◆ WHAT YOU NEED TO DO
Examine the entries and show every line in which the word "consumers" is found.

Records drawn from a dataset:
▬▬▬

//! Presence and activity tracking.
//!
//! DESIGN
//! ======
//! The engine keeps three views of remote activity: who is typing on
//! which entity, which entities each user is viewing, and the server's
//! active-user roster. Viewing sets only shrink on an idle signal for
//! the user. Typing entries self-expire: each (entity, user)
//! pair carries a timer that removes the entry after
//! [`TYPING_EXPIRY`] unless renewed by a fresh typing event first.
//! Renewal replaces the timer, so a user typing steadily never flickers
//! out of the list.
//!
//! [`LocalTypingGate`] is the outbound counterpart: it throttles how
//! often this client announces its own typing, independent of the
//! remote expiry above.
//!
//! Teardown sets a shutdown flag before aborting timers, so a timer
//! that already fired cannot mutate state afterwards. Each armed timer
//! carries an epoch; a timer that raced past its sleep while a renewal
//! replaced it sees a newer epoch in the table and backs off instead of
//! removing the freshly renewed entry.

use std::collections::{HashMap, HashSet};
use std::sync::atomic::{AtomicBool, AtomicU64, Ordering};
use std::sync::{Arc, Mutex, PoisonError};
use std::time::{Duration, Instant};

use tokio::task::JoinHandle;

use wire::types::ChatUser;

/// How long a remote typing indicator stays alive without renewal.
pub const TYPING_EXPIRY: Duration = Duration::from_secs(5);

/// Minimum interval between this client's own typing announcements.
pub const LOCAL_TYPING_INTERVAL: Duration = Duration::from_secs(3);

type ChangeHandler = Arc<dyn Fn() + Send + Sync>;
type TimerKey = (String, String);

struct TimerSlot {
    epoch: u64,
    handle: JoinHandle<()>,
}

fn lock<T>(mutex: &Mutex<T>) -> std::sync::MutexGuard<'_, T> {
    mutex.lock().unwrap_or_else(PoisonError::into_inner)
}

struct PresenceInner {
    typing_expiry: Duration,
    shutdown: AtomicBool,
    // entity id -> user id -> display name
    typing: Mutex<HashMap<String, HashMap<String, String>>>,
    // user id -> entity ids; a user can view several entities at once
    viewing: Mutex<HashMap<String, HashSet<String>>>,
    active: Mutex<Vec<ChatUser>>,
    timers: Mutex<HashMap<TimerKey, TimerSlot>>,
    timer_epoch: AtomicU64,
    changed: Mutex<Option<ChangeHandler>>,
}

/// Tracks remote user activity. Clones share state.
#[derive(Clone)]
pub struct PresenceEngine {
    inner: Arc<PresenceInner>,
}

impl Default for PresenceEngine {
    fn default() -> Self {
        Self::new()
    }
}

impl PresenceEngine {
    #[must_use]
    pub fn new() -> Self {
        Self::with_typing_expiry(TYPING_EXPIRY)
    }

    /// Engine with a custom expiry window. Tests shorten it.
    #[must_use]
    pub fn with_typing_expiry(typing_expiry: Duration) -> Self {
        Self {
            inner: Arc::new(PresenceInner {
                typing_expiry,
                shutdown: AtomicBool::new(false),
                typing: Mutex::new(HashMap::new()),
                viewing: Mutex::new(HashMap::new()),
                active: Mutex::new(Vec::new()),
                timers: Mutex::new(HashMap::new()),
                timer_epoch: AtomicU64::new(0),
                changed: Mutex::new(None),
            }),
        }
    }

    /// Register the change observer. One slot; registering again replaces.
    pub fn on_change(&self, handler: impl Fn() + Send + Sync + 'static) {
        *lock(&self.inner.changed) = Some(Arc::new(handler));
    }

    /// Record a typing event and (re)arm its expiry timer.
    pub fn note_typing(&self, entity_id: &str, user_id: &str, user_name: &str) {
        if self.inner.shutdown.load(Ordering::SeqCst) {
            return;
        }
        lock(&self.inner.typing)
            .entry(entity_id.to_owned())
            .or_default()
            .insert(user_id.to_owned(), user_name.to_owned());
        self.arm_expiry(entity_id, user_id);
        self.notify();
    }

    /// Record an explicit stopped-typing event: the entry and its timer
    /// go away immediately.
    pub fn note_stopped_typing(&self, entity_id: &str, user_id: &str) {
        self.cancel_timer(entity_id, user_id);
        let removed = self.remove_typing(entity_id, user_id);
        if removed {
            self.notify();
        }
    }

    /// Add an entity to a user's viewing set. Viewing has no timeout and
    /// accumulates until an idle signal.
    pub fn note_viewing(&self, user_id: &str, entity_id: &str) {
        if self.inner.shutdown.load(Ordering::SeqCst) {
            return;
        }
        lock(&self.inner.viewing)
            .entry(user_id.to_owned())
            .or_default()
            .insert(entity_id.to_owned());
        self.notify();
    }

    /// An idle user is removed from every entity's viewing set.
    pub fn note_idle(&self, user_id: &str) {
        let removed = lock(&self.inner.viewing).remove(user_id).is_some();
        if removed {
            self.notify();
        }
    }

    /// Replace the active-user roster with the server's authoritative list.
    pub fn set_active_users(&self, users: Vec<ChatUser>) {
        if self.inner.shutdown.load(Ordering::SeqCst) {
            return;
        }
        *lock(&self.inner.active) = users;
        self.notify();
    }

    /// Display names currently typing on an entity.
    #[must_use]
    pub fn typing_users(&self, entity_id: &str) -> Vec<String> {
        lock(&self.inner.typing)
            .get(entity_id)
            .map(|users| {
                let mut names: Vec<_> = users.values().cloned().collect();
                names.sort();
                names
            })
            .unwrap_or_default()
    }

    #[must_use]
    pub fn is_typing(&self, entity_id: &str, user_id: &str) -> bool {
        lock(&self.inner.typing)
            .get(entity_id)
            .is_some_and(|users| users.contains_key(user_id))
    }

    /// Entities a user is viewing, sorted.
    #[must_use]
    pub fn viewing(&self, user_id: &str) -> Vec<String> {
        let mut ids: Vec<_> = lock(&self.inner.viewing)
            .get(user_id)
            .map(|entities| entities.iter().cloned().collect())
            .unwrap_or_default();
        ids.sort();
        ids
    }

    /// User ids viewing an entity.
    #[must_use]
    pub fn viewers(&self, entity_id: &str) -> Vec<String> {
        let mut ids: Vec<_> = lock(&self.inner.viewing)
            .iter()
            .filter(|(_, entities)| entities.contains(entity_id))
            .map(|(user, _)| user.clone())
            .collect();
        ids.sort();
        ids
    }

    #[must_use]
    pub fn active_users(&self) -> Vec<ChatUser> {
        lock(&self.inner.active).clone()
    }

    /// Stop the engine: no further mutations land, and every pending
    /// expiry timer is aborted.
    pub fn shutdown(&self) {
        self.inner.shutdown.store(true, Ordering::SeqCst);
        for (_, timer) in lock(&self.inner.timers).drain() {
            timer.handle.abort();
        }
    }

    fn arm_expiry(&self, entity_id: &str, user_id: &str) {
        let key = (entity_id.to_owned(), user_id.to_owned());
        let engine = self.clone();
        let expiry = self.inner.typing_expiry;
        let epoch = self.inner.timer_epoch.fetch_add(1, Ordering::SeqCst);
        let handle = tokio::spawn({
            let key = key.clone();
            async move {
                tokio::time::sleep(expiry).await;
                if engine.inner.shutdown.load(Ordering::SeqCst) {
                    return;
                }
                // A renewal may have replaced this timer after the sleep
                // elapsed but before abort could land; only the timer
                // still registered for the key may expire the entry.
                {
                    let mut timers = lock(&engine.inner.timers);
                    match timers.get(&key) {
                        Some(slot) if slot.epoch == epoch => {
                            timers.remove(&key);
                        }
                        _ => return,
                    }
                }
                if engine.remove_typing(&key.0, &key.1) {
                    engine.notify();
                }
            }
        });
        if let Some(previous) = lock(&self.inner.timers).insert(key, TimerSlot { epoch, handle }) {
            previous.handle.abort();
        }
    }

    fn cancel_timer(&self, entity_id: &str, user_id: &str) {
        let key = (entity_id.to_owned(), user_id.to_owned());
        if let Some(timer) = lock(&self.inner.timers).remove(&key) {
            timer.handle.abort();
        }
    }

    fn remove_typing(&self, entity_id: &str, user_id: &str) -> bool {
        let mut typing = lock(&self.inner.typing);
        let Some(users) = typing.get_mut(entity_id) else {
            return false;
        };
        let removed = users.remove(user_id).is_some();
        if users.is_empty() {
            typing.remove(entity_id);
        }
        removed
    }

    fn notify(&self) {
        let handler = lock(&self.inner.changed).clone();
        if let Some(handler) = handler {
            handler();
        }
    }
}

/// Throttle for this client's own typing announcements.
pub struct LocalTypingGate {
    interval: Duration,
    last_sent: Mutex<Option<Instant>>,
}

impl Default for LocalTypingGate {
    fn default() -> Self {
        Self::new()
    }
}

impl LocalTypingGate {
    #[must_use]
    pub fn new() -> Self {
        Self::with_interval(LOCAL_TYPING_INTERVAL)
    }

    #[must_use]
    pub fn with_interval(interval: Duration) -> Self {
        Self { interval, last_sent: Mutex::new(None) }
    }

    /// Whether a typing announcement should go out now. Returns true at
    /// most once per interval and records the send time when it does.
    pub fn should_send(&self) -> bool {
        let mut last = lock(&self.last_sent);
        let now = Instant::now();
        match *last {
            Some(at) if now.duration_since(at) < self.interval => false,
            _ => {
                *last = Some(now);
                true
            }
        }
    }

    /// Forget the last send, so the next keystroke announces immediately.
    /// Called after sending a message or an explicit stopped-typing.
    pub fn reset(&self) {
        *lock(&self.last_sent) = None;
    }
}

#[cfg(test)]
#[path = "presence_test.rs"]
mod tests;
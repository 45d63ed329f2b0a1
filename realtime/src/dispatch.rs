//! Fan-out event dispatcher for local consumers.
//!
//! DESIGN
//! ======
//! Where a hub connection keeps one handler per server target, the
//! dispatcher lets any number of local consumers observe an event name.
//! Handlers fire in registration order. Removal is by handle identity:
//! `off` takes the same [`Handler`] that was passed to `on`, compared by
//! pointer, so two closures with identical code never unsubscribe each
//! other.
//!
//! A panicking handler is isolated: the panic is caught and logged, and
//! the remaining handlers for that event still run.

use std::collections::HashMap;
use std::panic::{AssertUnwindSafe, catch_unwind};
use std::sync::{Arc, Mutex, PoisonError};

use serde_json::Value;
use tracing::error;

/// Shared callback handle. Keep a clone to unsubscribe later.
pub type Handler = Arc<dyn Fn(&Value) + Send + Sync>;

/// Wrap a closure into a [`Handler`].
pub fn handler(f: impl Fn(&Value) + Send + Sync + 'static) -> Handler {
    Arc::new(f)
}

/// Multi-consumer event dispatcher. Clones share the same handler table.
#[derive(Clone, Default)]
pub struct EventDispatcher {
    handlers: Arc<Mutex<HashMap<String, Vec<Handler>>>>,
}

impl EventDispatcher {
    #[must_use]
    pub fn new() -> Self {
        Self::default()
    }

    /// Subscribe `handler` to `event`. The same handle may be registered
    /// for several events.
    pub fn on(&self, event: &str, handler: &Handler) {
        self.lock()
            .entry(event.to_owned())
            .or_default()
            .push(Arc::clone(handler));
    }

    /// Unsubscribe by handle identity. Unknown event or handle is a no-op.
    pub fn off(&self, event: &str, handler: &Handler) {
        let mut handlers = self.lock();
        if let Some(list) = handlers.get_mut(event) {
            list.retain(|h| !Arc::ptr_eq(h, handler));
            if list.is_empty() {
                handlers.remove(event);
            }
        }
    }

    /// Invoke every handler registered for `event`, in registration order.
    /// The handler list is snapshotted first, so handlers may subscribe or
    /// unsubscribe from inside a callback without deadlocking; such
    /// changes take effect from the next emit.
    pub fn emit(&self, event: &str, data: &Value) {
        let snapshot = self.lock().get(event).cloned().unwrap_or_default();
        for handler in snapshot {
            if catch_unwind(AssertUnwindSafe(|| handler(data))).is_err() {
                error!(event, "event handler panicked");
            }
        }
    }

    /// Number of handlers currently registered for `event`.
    #[must_use]
    pub fn handler_count(&self, event: &str) -> usize {
        self.lock().get(event).map_or(0, Vec::len)
    }

    fn lock(&self) -> std::sync::MutexGuard<'_, HashMap<String, Vec<Handler>>> {
        self.handlers.lock().unwrap_or_else(PoisonError::into_inner)
    }
}

#[cfg(test)]
#[path = "dispatch_test.rs"]
mod tests;
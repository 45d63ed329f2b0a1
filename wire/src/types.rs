//! Domain payload DTOs for the hub and REST boundaries.
//!
//! DESIGN
//! ======
//! These types intentionally mirror backend payloads so serde round-trips
//! stay lossless and dispatch code can remain schema-driven. Wire JSON uses
//! camelCase keys; counters may arrive as floats from loosely typed
//! backends, so they go through lenient numeric deserializers.

#[cfg(test)]
#[path = "types_test.rs"]
mod types_test;

use serde::de::Error as _;
use serde::{Deserialize, Deserializer, Serialize};

/// An idea as represented on the wire and in local visible state.
#[derive(Clone, Debug, PartialEq, Serialize, Deserialize)]
#[serde(rename_all = "camelCase")]
pub struct Idea {
    /// Unique idea identifier. Locally synthesized creates carry a
    /// provisional `pending-<ts>` id until the backend confirms.
    pub id: String,
    /// Short title shown in idea lists.
    pub title: String,
    /// Full description body.
    #[serde(default)]
    pub description: String,
    /// Author user identifier.
    pub author_id: String,
    /// Author display name.
    #[serde(default)]
    pub author_name: String,
    /// Workflow status label (e.g. `"open"`, `"planned"`, `"done"`).
    #[serde(default)]
    pub status: String,
    /// Authoritative upvote display count.
    #[serde(default, deserialize_with = "deserialize_i64_from_number")]
    pub upvotes: i64,
    /// Authoritative downvote display count.
    #[serde(default, deserialize_with = "deserialize_i64_from_number")]
    pub downvotes: i64,
    /// Authoritative comment count.
    #[serde(default, deserialize_with = "deserialize_i64_from_number")]
    pub comment_count: i64,
    /// Creation timestamp in milliseconds since the Unix epoch.
    #[serde(default, deserialize_with = "deserialize_i64_from_number")]
    pub created_at: i64,
}

impl Idea {
    /// Whether this entity is a locally synthesized provisional create.
    #[must_use]
    pub fn is_provisional(&self) -> bool {
        self.id.starts_with("pending-")
    }
}

/// Fields the caller supplies when creating an idea.
#[derive(Clone, Debug, PartialEq, Serialize, Deserialize)]
#[serde(rename_all = "camelCase")]
pub struct IdeaDraft {
    pub title: String,
    #[serde(default)]
    pub description: String,
}

/// Partial update for an existing idea. Absent fields are left unchanged.
#[derive(Clone, Debug, Default, PartialEq, Serialize, Deserialize)]
#[serde(rename_all = "camelCase")]
pub struct IdeaPatch {
    #[serde(skip_serializing_if = "Option::is_none")]
    pub title: Option<String>,
    #[serde(skip_serializing_if = "Option::is_none")]
    pub description: Option<String>,
    #[serde(skip_serializing_if = "Option::is_none")]
    pub status: Option<String>,
}

/// A comment on an idea.
#[derive(Clone, Debug, PartialEq, Serialize, Deserialize)]
#[serde(rename_all = "camelCase")]
pub struct Comment {
    /// Unique comment identifier (provisional `pending-<ts>` until confirmed).
    pub id: String,
    /// Idea this comment belongs to.
    pub idea_id: String,
    /// Author user identifier.
    pub author_id: String,
    /// Author display name.
    #[serde(default)]
    pub author_name: String,
    /// Comment body.
    pub content: String,
    /// Creation timestamp in milliseconds since the Unix epoch.
    #[serde(default, deserialize_with = "deserialize_i64_from_number")]
    pub created_at: i64,
}

/// Direction of a user's vote.
#[derive(Clone, Copy, Debug, PartialEq, Eq, Serialize, Deserialize)]
#[serde(rename_all = "lowercase")]
pub enum VoteKind {
    Up,
    Down,
}

/// Authoritative display counts broadcast after any vote change.
///
/// Counts are absolute values, not deltas: a later update always replaces
/// an earlier one regardless of arrival order.
#[derive(Clone, Debug, PartialEq, Serialize, Deserialize)]
#[serde(rename_all = "camelCase")]
pub struct VoteUpdate {
    pub idea_id: String,
    #[serde(deserialize_with = "deserialize_i64_from_number")]
    pub upvotes: i64,
    #[serde(deserialize_with = "deserialize_i64_from_number")]
    pub downvotes: i64,
}

/// Confirmed vote state for one idea from the caller's perspective.
#[derive(Clone, Debug, PartialEq, Serialize, Deserialize)]
#[serde(rename_all = "camelCase")]
pub struct VoteState {
    pub idea_id: String,
    #[serde(deserialize_with = "deserialize_i64_from_number")]
    pub upvotes: i64,
    #[serde(deserialize_with = "deserialize_i64_from_number")]
    pub downvotes: i64,
    /// The requesting user's own recorded vote, if any.
    #[serde(default)]
    pub my_vote: Option<VoteKind>,
}

/// A chat message in a room.
#[derive(Clone, Debug, PartialEq, Serialize, Deserialize)]
#[serde(rename_all = "camelCase")]
pub struct ChatMessage {
    pub id: String,
    pub room: String,
    pub user_id: String,
    #[serde(default)]
    pub user_name: String,
    pub content: String,
    #[serde(default, deserialize_with = "deserialize_i64_from_number")]
    pub ts: i64,
}

/// A chat participant.
#[derive(Clone, Debug, PartialEq, Serialize, Deserialize)]
#[serde(rename_all = "camelCase")]
pub struct ChatUser {
    pub user_id: String,
    #[serde(default)]
    pub user_name: String,
}

/// A user-facing notification.
#[derive(Clone, Debug, PartialEq, Serialize, Deserialize)]
#[serde(rename_all = "camelCase")]
pub struct Notification {
    pub id: String,
    /// Machine-readable notification kind (e.g. `"idea_voted"`).
    pub kind: String,
    /// Idea this notification refers to, if any.
    #[serde(default)]
    pub idea_id: Option<String>,
    /// Human-readable message body.
    pub message: String,
    /// Whether the user has marked this notification as read.
    #[serde(default)]
    pub read: bool,
    #[serde(default, deserialize_with = "deserialize_i64_from_number")]
    pub ts: i64,
}

/// Ephemeral activity kind for presence snapshots.
#[derive(Clone, Copy, Debug, PartialEq, Eq, Serialize, Deserialize)]
#[serde(rename_all = "lowercase")]
pub enum ActivityKind {
    Typing,
    Viewing,
    Idle,
}

/// One user's current activity, as carried by bulk presence snapshots.
#[derive(Clone, Debug, PartialEq, Serialize, Deserialize)]
#[serde(rename_all = "camelCase")]
pub struct UserActivity {
    pub user_id: String,
    #[serde(default)]
    pub user_name: String,
    /// Entity the activity refers to; `None` for entity-less states (idle).
    #[serde(default)]
    pub entity_id: Option<String>,
    pub kind: ActivityKind,
}

/// Deserialize an `i64` that may arrive as a float on the wire.
#[allow(clippy::cast_possible_truncation)]
fn deserialize_i64_from_number<'de, D>(deserializer: D) -> Result<i64, D::Error>
where
    D: Deserializer<'de>,
{
    let value = serde_json::Value::deserialize(deserializer)?;
    match value {
        serde_json::Value::Number(n) => n
            .as_i64()
            .or_else(|| n.as_f64().map(|f| f.round() as i64))
            .ok_or_else(|| D::Error::custom("number out of i64 range")),
        other => Err(D::Error::custom(format!("expected number, got {other}"))),
    }
}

▬▬▬

◆ FINAL ANSWER
//! Fan-out event dispatcher for local consumers.
//! dispatcher lets any number of local consumers observe an event name.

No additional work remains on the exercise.